━━━━━ Material for this task ━━━━━
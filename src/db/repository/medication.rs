use rusqlite::{params, Connection};

use super::{decode_string_list, encode_string_list};
use crate::db::DatabaseError;
use crate::models::Medication;

pub fn insert_medication(conn: &Connection, med: &Medication) -> Result<(), DatabaseError> {
    conn.execute(
        "INSERT INTO medications (id, user_id, name, dosage, times, days, voice_message)
         VALUES (?1, ?2, ?3, ?4, ?5, ?6, ?7)",
        params![
            med.id,
            med.user_id,
            med.name,
            med.dosage,
            encode_string_list(&med.times),
            encode_string_list(&med.days),
            med.voice_message,
        ],
    )?;
    Ok(())
}

/// Lists a user's medications ordered by name.
pub fn list_medications_for_user(
    conn: &Connection,
    user_id: &str,
) -> Result<Vec<Medication>, DatabaseError> {
    let mut stmt = conn.prepare(
        "SELECT id, user_id, name, dosage, times, days, voice_message
         FROM medications
         WHERE user_id = ?1
         ORDER BY name ASC, id ASC",
    )?;

    let rows = stmt.query_map([user_id], |row| {
        Ok((
            row.get::<_, String>(0)?,
            row.get::<_, String>(1)?,
            row.get::<_, String>(2)?,
            row.get::<_, String>(3)?,
            row.get::<_, String>(4)?,
            row.get::<_, String>(5)?,
            row.get::<_, Option<String>>(6)?,
        ))
    })?;

    let mut medications = Vec::new();
    for row in rows {
        let (id, user_id, name, dosage, times, days, voice_message) = row?;
        medications.push(Medication {
            id,
            user_id,
            name,
            dosage,
            times: decode_string_list("medications.times", &times)?,
            days: decode_string_list("medications.days", &days)?,
            voice_message,
        });
    }
    Ok(medications)
}
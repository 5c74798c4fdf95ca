use crate::db::DatabaseError;
use serde::{Deserialize, Serialize};

/// Macro to generate enum with as_str + std::str::FromStr pattern
macro_rules! str_enum {
    ($name:ident { $($variant:ident => $s:literal),+ $(,)? }) => {
        #[derive(Debug, Clone, Copy, PartialEq, Eq, Hash, Serialize, Deserialize)]
        #[serde(rename_all = "snake_case")]
        pub enum $name {
            $($variant),+
        }

        impl $name {
            pub fn as_str(&self) -> &'static str {
                match self {
                    $(Self::$variant => $s),+
                }
            }
        }

        impl std::fmt::Display for $name {
            fn fmt(&self, f: &mut std::fmt::Formatter<'_>) -> std::fmt::Result {
                f.write_str(self.as_str())
            }
        }

        impl std::str::FromStr for $name {
            type Err = DatabaseError;

            fn from_str(s: &str) -> Result<Self, Self::Err> {
                match s {
                    $($s => Ok(Self::$variant)),+,
                    _ => Err(DatabaseError::InvalidEnum {
                        field: stringify!($name).into(),
                        value: s.into(),
                    }),
                }
            }
        }
    };
}

str_enum!(UserRole {
    Admin => "admin",
    Patient => "patient",
});

str_enum!(SubscriptionTier {
    Free => "free",
    Premium => "premium",
});

str_enum!(ReminderKind {
    Appointment => "appointment",
    Medication => "medication",
    Welcome => "welcome",
});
━━━━━
* Task to carry out: Every one of the records is to be copied word for word.

* Written response:
filename src/db/repository/medication.rs
use rusqlite::{params, Connection};

use super::{decode_string_list, encode_string_list};
use crate::db::DatabaseError;
use crate::models::Medication;

pub fn insert_medication(conn: &Connection, med: &Medication) -> Result<(), DatabaseError> {
    conn.execute(
        "INSERT INTO medications (id, user_id, name, dosage, times, days, voice_message)
         VALUES (?1, ?2, ?3, ?4, ?5, ?6, ?7)",
        params![
            med.id,
            med.user_id,
            med.name,
            med.dosage,
            encode_string_list(&med.times),
            encode_string_list(&med.days),
            med.voice_message,
        ],
    )?;
    Ok(())
}

/// Lists a user's medications ordered by name.
pub fn list_medications_for_user(
    conn: &Connection,
    user_id: &str,
) -> Result<Vec<Medication>, DatabaseError> {
    let mut stmt = conn.prepare(
        "SELECT id, user_id, name, dosage, times, days, voice_message
         FROM medications
         WHERE user_id = ?1
         ORDER BY name ASC, id ASC",
    )?;

    let rows = stmt.query_map([user_id], |row| {
        Ok((
            row.get::<_, String>(0)?,
            row.get::<_, String>(1)?,
            row.get::<_, String>(2)?,
            row.get::<_, String>(3)?,
            row.get::<_, String>(4)?,
            row.get::<_, String>(5)?,
            row.get::<_, Option<String>>(6)?,
        ))
    })?;

    let mut medications = Vec::new();
    for row in rows {
        let (id, user_id, name, dosage, times, days, voice_message) = row?;
        medications.push(Medication {
            id,
            user_id,
            name,
            dosage,
            times: decode_string_list("medications.times", &times)?,
            days: decode_string_list("medications.days", &days)?,
            voice_message,
        });
    }
    Ok(medications)
}
repository 5c74798c4fdf95ca
use crate::db::DatabaseError;
use serde::{Deserialize, Serialize};

/// Macro to generate enum with as_str + std::str::FromStr pattern
macro_rules! str_enum {
    ($name:ident { $($variant:ident => $s:literal),+ $(,)? }) => {
        #[derive(Debug, Clone, Copy, PartialEq, Eq, Hash, Serialize, Deserialize)]
        #[serde(rename_all = "snake_case")]
        pub enum $name {
            $($variant),+
        }

        impl $name {
            pub fn as_str(&self) -> &'static str {
                match self {
                    $(Self::$variant => $s),+
                }
            }
        }

        impl std::fmt::Display for $name {
            fn fmt(&self, f: &mut std::fmt::Formatter<'_>) -> std::fmt::Result {
                f.write_str(self.as_str())
            }
        }

        impl std::str::FromStr for $name {
            type Err = DatabaseError;

            fn from_str(s: &str) -> Result<Self, Self::Err> {
                match s {
                    $($s => Ok(Self::$variant)),+,
                    _ => Err(DatabaseError::InvalidEnum {
                        field: stringify!($name).into(),
                        value: s.into(),
                    }),
                }
            }
        }
    };
}

str_enum!(UserRole {
    Admin => "admin",
    Patient => "patient",
});

str_enum!(SubscriptionTier {
    Free => "free",
    Premium => "premium",
});

str_enum!(ReminderKind {
    Appointment => "appointment",
    Medication => "medication",
    Welcome => "welcome",
});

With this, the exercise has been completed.